Similar with computers. No matter the colors of the boxes, or the thickness of the lines, or how many icons are on the design palette, dragging lines and connecting boxes do not make someone a programmer.
I am a great advocate for end user empowerment, in all fields. I love seeing the amazing things the "untrained" users can come up with in tools such as Excel (the most popular end user programming tool on planet), Access, etc. They do amazing things.
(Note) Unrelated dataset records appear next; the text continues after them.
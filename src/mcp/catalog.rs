//! The fixed set of tools advertised through `tools/list`.
//!
//! Schemas here describe arguments for the client. They are not enforced:
//! each tool decodes its own arguments and applies its own defaults.

use std::collections::HashSet;

use serde::Serialize;
use serde_json::{json, Value};

use crate::alert::AlertStatus;

/// Name of the alert tool.
pub const SEND_ALERT: &str = "send_alert";

/// A tool definition for tools/list response.
#[derive(Debug, Clone, Serialize)]
#[serde(rename_all = "camelCase")]
pub struct ToolDescriptor {
    /// Unique tool name.
    pub name: String,
    /// Human-readable description.
    pub description: String,
    /// JSON Schema for the tool's input parameters.
    pub input_schema: Value,
}

/// Immutable registry of tool descriptors.
#[derive(Debug, Clone)]
pub struct ToolCatalog {
    tools: Vec<ToolDescriptor>,
}

impl ToolCatalog {
    /// Creates a catalog from explicit descriptors.
    #[must_use]
    pub const fn new(tools: Vec<ToolDescriptor>) -> Self {
        Self { tools }
    }

    /// Returns the catalog shipped with the server.
    #[must_use]
    pub fn builtin() -> Self {
        Self::new(vec![send_alert_descriptor()])
    }

    /// Returns every descriptor in declaration order.
    #[must_use]
    pub fn descriptors(&self) -> &[ToolDescriptor] {
        &self.tools
    }

    /// Looks up a descriptor by name.
    #[must_use]
    pub fn get(&self, name: &str) -> Option<&ToolDescriptor> {
        self.tools.iter().find(|tool| tool.name == name)
    }

    /// Returns `true` if a tool with this name is declared.
    #[must_use]
    pub fn contains(&self, name: &str) -> bool {
        self.get(name).is_some()
    }

    /// Checks that every schema is internally consistent.
    ///
    /// # Errors
    ///
    /// Returns a description of the first inconsistency found.
    pub fn validate(&self) -> Result<(), String> {
        let mut seen = HashSet::new();
        for tool in &self.tools {
            if !seen.insert(tool.name.as_str()) {
                return Err(format!("duplicate tool name '{}'", tool.name));
            }
            validate_schema(&tool.name, &tool.input_schema)?;
        }
        Ok(())
    }
}

fn validate_schema(tool: &str, schema: &Value) -> Result<(), String> {
    if schema.get("type").and_then(Value::as_str) != Some("object") {
        return Err(format!("{tool}: input schema must have type \"object\""));
    }

    let properties = schema
        .get("properties")
        .and_then(Value::as_object)
        .ok_or_else(|| format!("{tool}: input schema has no properties map"))?;

    let required = schema
        .get("required")
        .map_or(Some(&[][..]), |r| r.as_array().map(Vec::as_slice))
        .ok_or_else(|| format!("{tool}: required must be an array"))?;

    for field in required {
        let name = field
            .as_str()
            .ok_or_else(|| format!("{tool}: required entries must be strings"))?;
        if !properties.contains_key(name) {
            return Err(format!(
                "{tool}: required field '{name}' missing from properties"
            ));
        }
    }

    for (name, property) in properties {
        if let (Some(default), Some(options)) = (
            property.get("default"),
            property.get("enum").and_then(Value::as_array),
        ) {
            if !options.contains(default) {
                return Err(format!(
                    "{tool}: default for '{name}' is not one of its enum values"
                ));
            }
        }
    }

    Ok(())
}

fn send_alert_descriptor() -> ToolDescriptor {
    ToolDescriptor {
        name: SEND_ALERT.to_string(),
        description: "Send an alert to incident.io. Re-sending with the same \
                      deduplication_key updates the existing alert; send \
                      status \"resolved\" to close it."
            .to_string(),
        input_schema: json!({
            "type": "object",
            "properties": {
                "title": {
                    "type": "string",
                    "description": "Alert title"
                },
                "description": {
                    "type": "string",
                    "description": "Alert description"
                },
                "deduplication_key": {
                    "type": "string",
                    "description": "Unique key to deduplicate alerts"
                },
                "status": {
                    "type": "string",
                    "description": "Alert status",
                    "enum": AlertStatus::VARIANTS,
                    "default": AlertStatus::default().as_str()
                },
                "metadata": {
                    "type": "object",
                    "description": "Additional metadata",
                    "additionalProperties": true
                }
            },
            "required": ["title", "deduplication_key"]
        }),
    }
}
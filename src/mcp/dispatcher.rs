//! Method routing.
//!
//! The [`Dispatcher`] owns a table from JSON-RPC method name to handler. Every
//! handler receives the raw `params` and the session, and returns either a
//! result value or an [`RpcError`]. Turning that outcome into a [`Response`],
//! or into nothing for notifications, happens in one place: [`Dispatcher::dispatch`].

use std::collections::HashMap;
use std::future::Future;
use std::pin::Pin;
use std::sync::Arc;

use serde::de::DeserializeOwned;
use serde::Deserialize;
use serde_json::{json, Value};

use crate::alert::AlertSink;
use crate::mcp::catalog::ToolCatalog;
use crate::mcp::protocol::{Request, Response, RpcError};
use crate::mcp::session::{InitializeParams, Session};
use crate::mcp::tools::{SendAlertTool, Tool};

/// Outcome of a single handler.
pub type HandlerResult = Result<Value, RpcError>;

/// Boxed future returned by a route.
pub type HandlerFuture<'a> = Pin<Box<dyn Future<Output = HandlerResult> + Send + 'a>>;

/// A method handler.
pub type Route = for<'a> fn(&'a Dispatcher, &'a mut Session, Value) -> HandlerFuture<'a>;

/// Parameters for tools/call request.
#[derive(Debug, Clone, Deserialize)]
pub struct ToolCallParams {
    /// Name of the tool to call.
    pub name: String,
    /// Arguments for the tool.
    #[serde(default)]
    pub arguments: Value,
}

/// Routes requests to handlers and tools.
pub struct Dispatcher {
    routes: HashMap<&'static str, Route>,
    catalog: ToolCatalog,
    tools: HashMap<&'static str, Arc<dyn Tool>>,
    tools_list: Value,
}

impl Dispatcher {
    /// Builds the dispatcher with the builtin catalog and alert tool.
    ///
    /// # Errors
    ///
    /// Returns an error if the catalog is inconsistent or a tool has no
    /// matching catalog entry.
    pub fn new(sink: Arc<dyn AlertSink>) -> Result<Self, String> {
        let tools: Vec<Arc<dyn Tool>> = vec![Arc::new(SendAlertTool::new(sink))];
        Self::with_tools(ToolCatalog::builtin(), tools)
    }

    /// Builds a dispatcher from an explicit catalog and tool set.
    ///
    /// # Errors
    ///
    /// See [`Dispatcher::new`].
    pub fn with_tools(catalog: ToolCatalog, tools: Vec<Arc<dyn Tool>>) -> Result<Self, String> {
        catalog.validate()?;

        let mut by_name = HashMap::new();
        for tool in tools {
            if !catalog.contains(tool.name()) {
                return Err(format!("tool '{}' is not declared in the catalog", tool.name()));
            }
            by_name.insert(tool.name(), tool);
        }

        let tools_list = json!({ "tools": catalog.descriptors() });

        let mut routes: HashMap<&'static str, Route> = HashMap::new();
        routes.insert("initialize", Self::initialize);
        routes.insert("notifications/initialized", Self::initialized);
        routes.insert("initialized", Self::initialized);
        routes.insert("ping", Self::ping);
        routes.insert("tools/list", Self::tools_list);
        routes.insert("tools/call", Self::tools_call);

        Ok(Self {
            routes,
            catalog,
            tools: by_name,
            tools_list,
        })
    }

    /// Returns the tool catalog.
    #[must_use]
    pub fn catalog(&self) -> &ToolCatalog {
        &self.catalog
    }

    /// Dispatches one request.
    ///
    /// Returns `None` for notifications, whatever the handler's outcome.
    pub async fn dispatch(&self, session: &mut Session, request: Request) -> Option<Response> {
        let Request {
            method, params, id, ..
        } = request;

        let outcome = match self.routes.get(method.as_str()) {
            Some(route) => route(self, session, params).await,
            None => Err(RpcError::method_not_found(&method)),
        };

        match id {
            Some(id) => {
                if let Err(e) = &outcome {
                    tracing::debug!(id = %id, method = %method, error = %e, "Request failed");
                }
                Some(Response::from_outcome(id, outcome))
            }
            None => {
                if let Err(e) = outcome {
                    tracing::warn!(method = %method, error = %e, "Notification failed");
                }
                None
            }
        }
    }

    fn initialize<'a>(_: &'a Self, session: &'a mut Session, params: Value) -> HandlerFuture<'a> {
        Box::pin(async move { Self::handle_initialize(session, params) })
    }

    fn initialized<'a>(_: &'a Self, session: &'a mut Session, _: Value) -> HandlerFuture<'a> {
        Box::pin(async move { Self::handle_initialized(session) })
    }

    fn ping<'a>(_: &'a Self, _: &'a mut Session, _: Value) -> HandlerFuture<'a> {
        Box::pin(async { Self::handle_ping() })
    }

    fn tools_list<'a>(this: &'a Self, _: &'a mut Session, _: Value) -> HandlerFuture<'a> {
        Box::pin(async move { this.handle_tools_list() })
    }

    fn tools_call<'a>(this: &'a Self, _: &'a mut Session, params: Value) -> HandlerFuture<'a> {
        Box::pin(this.handle_tools_call(params))
    }

    /// Handles the initialize request.
    fn handle_initialize(session: &mut Session, params: Value) -> HandlerResult {
        let params: InitializeParams = if params.is_null() {
            InitializeParams::default()
        } else {
            serde_json::from_value(params)
                .map_err(|e| RpcError::parse_error(format!("Invalid initialize params: {e}")))?
        };

        let result = session.handshake(params);
        to_value(&result)
    }

    /// Handles the post-handshake acknowledgment.
    fn handle_initialized(session: &mut Session) -> HandlerResult {
        session.acknowledge();
        Ok(json!({}))
    }

    /// Handles the ping request.
    fn handle_ping() -> HandlerResult {
        Ok(json!({}))
    }

    /// Handles the tools/list request.
    fn handle_tools_list(&self) -> HandlerResult {
        Ok(self.tools_list.clone())
    }

    /// Handles the tools/call request.
    async fn handle_tools_call(&self, params: Value) -> HandlerResult {
        if params.is_null() {
            return Err(RpcError::invalid_params("Missing tool call params"));
        }
        let params: ToolCallParams = decode(params, "Invalid tool call params")?;

        let tool = self
            .tools
            .get(params.name.as_str())
            .ok_or_else(|| RpcError::unknown_tool(&params.name))?;

        tracing::debug!(tool = %params.name, "Calling tool");
        let result = tool.call(params.arguments).await?;
        to_value(&result)
    }
}

fn decode<T: DeserializeOwned>(params: Value, context: &str) -> Result<T, RpcError> {
    serde_json::from_value(params).map_err(|e| RpcError::invalid_params(format!("{context}: {e}")))
}

fn to_value<T: serde::Serialize>(result: &T) -> HandlerResult {
    serde_json::to_value(result).map_err(|e| {
        tracing::error!(error = %e, "Failed to serialise result");
        RpcError::internal_error("Internal error: failed to serialise result")
    })
}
Or the truly Rube Goldberg like scripting environs that rise from that festering swamp we know as "Computer Operations and Administration". Incredible things, and I applaud it all. I applaud every success.
But the fundamental problem, the part of the puzzle these systems can NOT solve is this single basic fact: all of these things run on a computer. And computers are some of the nastiest creatures ever created. Some folks "get" computers, others not so much. But whether you "get" them or not, computers stay computers. Harsh, nasty, and cruel.
It takes a wild animal trainer to train a wild animal. They may allow you to pet the big orange kitty, it may see soft and furry and snuggly. But be sure, when someone lets you do that, there is someone else nearby that understands that animal, and they likely have a gun with them because they know that animal.
Programmers, good programmers, know the animal that lives within the computer. We're the ones with the guns.
We're not going anywhere.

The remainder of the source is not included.